Article de Jean-Marc Raynaud paru dans Le Monde libertaire, n° 558, 17 janvier 1985

IL y a trente ans, le 1er novembre 1954, la nuit algérienne s’étoilait brutalement d’une trentaine d’actions armées, et rares furent ceux qui comprirent qu’il s’agissait là de la suite et du début d’une longue histoire : celle de la guerre d’Algérie et celle de la révolution algérienne.
Cette longue histoire, aujourd’hui, alors que trente ans ont passé nous n’en connaissons encore que des bribes. La clique au pouvoir en Algérie depuis 1962 nous a en effet imposé sa version des événements Une version qui bien sûr l’arrange. Qui est mystificatrice et mythificatrice. Qui transforme le 1er novembre en événement fondateur de la nation algérienne, dépréciant ainsi l’action des partis qui ont précédé le F.L.N. et donc le pluralisme politique. Qui magnifie la paysannerie au détriment des classes urbaines.
C’est ainsi, tous les régimes totalitaires en sont conscients jusqu’à l’obsession, la connaissance du passé est fondamentale pour la compréhension du présent et celui qui s’approprie cette connaissance détient de ce fait les clefs de l’avenir. Aussi, en Algérie comme ailleurs, ces régimes mettent un zèle, à nul autre pareil, pour imposer leur vision du passé, pour empêcher que d’autres versions voient le jour et pour réécrire carrément l’histoire à leur manière.
Dans ces conditions, la parution d’un livre comme celui de Mohammed Harbi est d’une extrême importance pour tous ceux, Algériens en tête, qui révoltés par le présent cherchent à bien le comprendre pour lui faire éclater la tête au soleil d’un avenir autre. Il leur fournit l’arme suprême de la connaissance du passé et donc la compréhension du présent. Ce bouquin, en effet, et c’est rare, est exemplaire aussi bien sur le fond que sur la forme.
Sur le fond, il nous explique que le F.L.N. n’est pas tombé du ciel un beau soir de 1954. Qu’il est, en revanche, la résultante d’une longue histoire qui est celle du nationalisme algérien. Qu’il doit tout ou presque au messalisme et en particulier à « la victoire du messalisme sur le réformisme, qui a libéré les forces radicales et ouvert la voie à la guerre d’indépendance ». De même, il nous explique qu’en « rejetant dès novembre 1954 toute alliance avec le messalisme, pour contracter plus tard une entente avec les centralistes, l’U.D.M.A et les « uléma », la fraction dominante du F.L.N., compromet tout approfondissement de la révolution » et que cela est logique avec une démarche « privilégiant la révolution par en haut ».
Bref, Mohammed Harbi nous conte, force détails à l’appui, l’histoire du F.L.N. Il la replace dans son contexte.

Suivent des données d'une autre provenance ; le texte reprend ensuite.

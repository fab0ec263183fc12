//! Development factor estimation and selection

mod estimator;
mod selection;

pub use estimator::{
    estimate_factors, AgeDevelopment, DevelopmentFactors, EstimatorConfig, FactorEstimate,
};
pub use selection::{
    select_curve, FactorSource, SelectedFactor, SelectedFactorCurve, SelectionConfig,
};
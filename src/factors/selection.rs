//! Factor selection and tail policy
//!
//! Turns a possibly-gappy empirical factor mapping into a curve that is
//! total over `[1, max_age]`. This is the actuarial judgment injection
//! point: caller overrides win over everything, credible empirical factors
//! come next, gaps are smoothed by geometric decay toward 1.0, and ages
//! beyond the last anchored age take the configured tail factor.
//!
//! Smoothing rule: for an age `a` with no usable factor, anchored on the
//! nearest preceding selected age `a0` with factor `f0`,
//!
//! ```text
//! selected(a) = 1 + (f0 - 1) * decay_rate^(a - a0)
//! ```
//!
//! Ages before the first anchor extend the first anchor's value flat.

use super::estimator::DevelopmentFactors;
use crate::error::ReservingError;
use rust_decimal::Decimal;
use rust_decimal_macros::dec;
use serde::{Deserialize, Serialize};
use std::collections::BTreeMap;

/// Selection and tail policy configuration
#[derive(Debug, Clone, Serialize, Deserialize)]
pub struct SelectionConfig {
    /// Tail horizon: the curve covers development ages 1..=max_age
    pub max_age: u32,

    /// Factor applied beyond the last anchored age (1.0 = no further development)
    pub tail_factor: Decimal,

    /// Geometric decay rate toward 1.0 for smoothed ages, in (0, 1)
    pub decay_rate: Decimal,

    /// Minimum empirical sample count for a factor to be selected as-is
    pub min_sample_count: usize,

    /// Explicit per-age factor overrides; take precedence over everything
    pub overrides: BTreeMap<u32, Decimal>,
}

impl Default for SelectionConfig {
    fn default() -> Self {
        Self {
            max_age: 60,
            tail_factor: Decimal::ONE,
            decay_rate: dec!(0.5),
            min_sample_count: 3,
            overrides: BTreeMap::new(),
        }
    }
}

impl SelectionConfig {
    /// Reject invalid configuration before any computation runs
    pub fn validate(&self) -> Result<(), ReservingError> {
        if self.tail_factor <= Decimal::ZERO {
            return Err(ReservingError::InvalidTailConfig(self.tail_factor));
        }
        if self.decay_rate <= Decimal::ZERO || self.decay_rate >= Decimal::ONE {
            return Err(ReservingError::InvalidDecayRate(self.decay_rate));
        }
        if self.min_sample_count == 0 {
            return Err(ReservingError::InvalidSampleCount);
        }

        let mut prior: Option<(u32, Decimal)> = None;
        for (&age, &factor) in &self.overrides {
            if age < 1 || age > self.max_age {
                return Err(ReservingError::OverrideOutOfRange {
                    age,
                    max_age: self.max_age,
                });
            }
            if factor <= Decimal::ZERO {
                return Err(ReservingError::InvalidOverride { age, factor });
            }
            if let Some((prior_age, prior_factor)) = prior {
                // Overrides must approach 1.0 with age: no perpetual growth
                if (factor - Decimal::ONE).abs() > (prior_factor - Decimal::ONE).abs() {
                    return Err(ReservingError::NonMonotonicOverride {
                        age,
                        factor,
                        prior_age,
                    });
                }
            }
            prior = Some((age, factor));
        }

        Ok(())
    }
}

/// Where a selected factor came from
#[derive(Debug, Clone, Copy, PartialEq, Eq, Serialize, Deserialize)]
pub enum FactorSource {
    /// Caller-supplied override
    Override,
    /// Credible empirical volume-weighted factor
    Empirical,
    /// Geometric-decay smoothing over an undefined or sparse age
    Smoothed,
    /// Beyond the last anchored age
    Tail,
}

/// A selected factor and its provenance
#[derive(Debug, Clone, Copy, Serialize, Deserialize)]
pub struct SelectedFactor {
    pub value: Decimal,
    pub source: FactorSource,
}

/// Factor curve total over development ages 1..=max_age
///
/// The factor keyed at age `n` develops cumulative losses from age `n` to
/// `n+1`. Totality is the contract the projector relies on.
#[derive(Debug, Clone, Serialize, Deserialize)]
pub struct SelectedFactorCurve {
    max_age: u32,
    factors: BTreeMap<u32, SelectedFactor>,
}

impl SelectedFactorCurve {
    pub fn max_age(&self) -> u32 {
        self.max_age
    }

    pub fn get(&self, age: u32) -> Option<&SelectedFactor> {
        self.factors.get(&age)
    }

    /// Factor value at an age, None outside [1, max_age]
    pub fn factor(&self, age: u32) -> Option<Decimal> {
        self.factors.get(&age).map(|f| f.value)
    }

    pub fn iter(&self) -> impl Iterator<Item = (u32, &SelectedFactor)> {
        self.factors.iter().map(|(age, f)| (*age, f))
    }
}

/// Select a total factor curve from empirical factors and policy
///
/// Validates the configuration first; selection itself cannot fail.
pub fn select_curve(
    factors: &DevelopmentFactors,
    config: &SelectionConfig,
) -> Result<SelectedFactorCurve, ReservingError> {
    config.validate()?;

    // Anchor ages: overrides and credible empirical factors
    let mut anchors: BTreeMap<u32, Decimal> = BTreeMap::new();
    for (age, dev) in factors.iter() {
        if age > config.max_age {
            continue;
        }
        if let Some(est) = dev.estimate() {
            if est.sample_count >= config.min_sample_count {
                anchors.insert(age, est.volume_weighted);
            }
        }
    }
    // Validation guarantees every override lies in [1, max_age]
    for (&age, &factor) in &config.overrides {
        anchors.insert(age, factor);
    }

    // The tail starts beyond the last age carrying any empirical data
    // (estimated or insufficient) or any anchor; insufficient ages inside
    // that range are smoothed, not tail-filled
    let last_data_age = anchors
        .keys()
        .next_back()
        .copied()
        .max(factors.last_observed_age().map(|a| a.min(config.max_age)));

    let mut selected = BTreeMap::new();
    for age in 1..=config.max_age {
        let entry = if let Some(&factor) = config.overrides.get(&age) {
            SelectedFactor {
                value: factor,
                source: FactorSource::Override,
            }
        } else if let Some(&factor) = anchors.get(&age) {
            SelectedFactor {
                value: factor,
                source: FactorSource::Empirical,
            }
        } else if last_data_age.map_or(true, |last| age > last) {
            SelectedFactor {
                value: config.tail_factor,
                source: FactorSource::Tail,
            }
        } else {
            SelectedFactor {
                value: smoothed_value(&anchors, age, config.decay_rate),
                source: FactorSource::Smoothed,
            }
        };
        selected.insert(age, entry);
    }

    Ok(SelectedFactorCurve {
        max_age: config.max_age,
        factors: selected,
    })
}

/// Geometric decay toward 1.0 from the nearest preceding anchor
fn smoothed_value(anchors: &BTreeMap<u32, Decimal>, age: u32, decay_rate: Decimal) -> Decimal {
    if let Some((&anchor_age, &anchor)) = anchors.range(..age).next_back() {
        let mut decay = Decimal::ONE;
        for _ in 0..(age - anchor_age) {
            decay *= decay_rate;
        }
        (Decimal::ONE + (anchor - Decimal::ONE) * decay).round_dp(6)
    } else {
        // No preceding anchor: extend the first anchor flat, or 1.0 when
        // no age anchored at all (pure decay limit)
        anchors.values().next().copied().unwrap_or(Decimal::ONE)
    }
}
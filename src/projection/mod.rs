//! Chain-ladder projection over selected factor curves

mod projector;
mod results;

pub use projector::{project_all, project_origin};
pub use results::{ProjectionResult, ProjectionSummary, SkippedOrigin};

Il nous permet de comprendre comment la bureaucratie qui règne aujourd’hui s’est créée ; pourquoi elle tient à minimiser ou à nier ses origines en évacuant tout ce qui date d’avant le 1er novembre 1954 ; pourquoi elle a mythifiée le rôle de la paysannerie dans sa vision de la guerre et de la révolution ; et pourquoi, par la logique du parti unique, elle a échoué là où elle ne pouvait qu’échouer, c’est-à-dire dans le ghetto de l’exercice du pouvoir par l’armée.
Au niveau de la forme, ce bouquin est également plein de qualités. Les chapitres qui le constituent – l’événement du 1er novembre (son cadre, sa réalité, les réactions qu’il a suscité), les origines immédiates du 1er novembre, les fondements du conflit franco-algérien, la renaissance de l’Algérie, le triomphe des indépendantistes, le 1er novembre comme représentations … – s’inscrivent en toute logique et en toute clarté dans un raisonnement et une manière bien particulière d’aborder l’histoire. De plus, il est ponctué de cartes, de chronologies, de biographies ; et ce qui ne gâte rien, il est bien écrit.
On l’aura donc compris, ce livre (1) est vraiment à lire. C’est une des meilleures approches existantes de la révolution algérienne, ou plus exactement de la lamentable réalité de la pseudo-révolution algérienne. C’est donc un outil de premier ordre pour ceux qui feront un jour la révolution en Algérie.
Jean-Marc Raynaud
(1) « 1954 : la guerre commence en Algérie », Mohammed Harbi, édit. Complexe, en vente à la librairie du Monde libertaire, 35 F.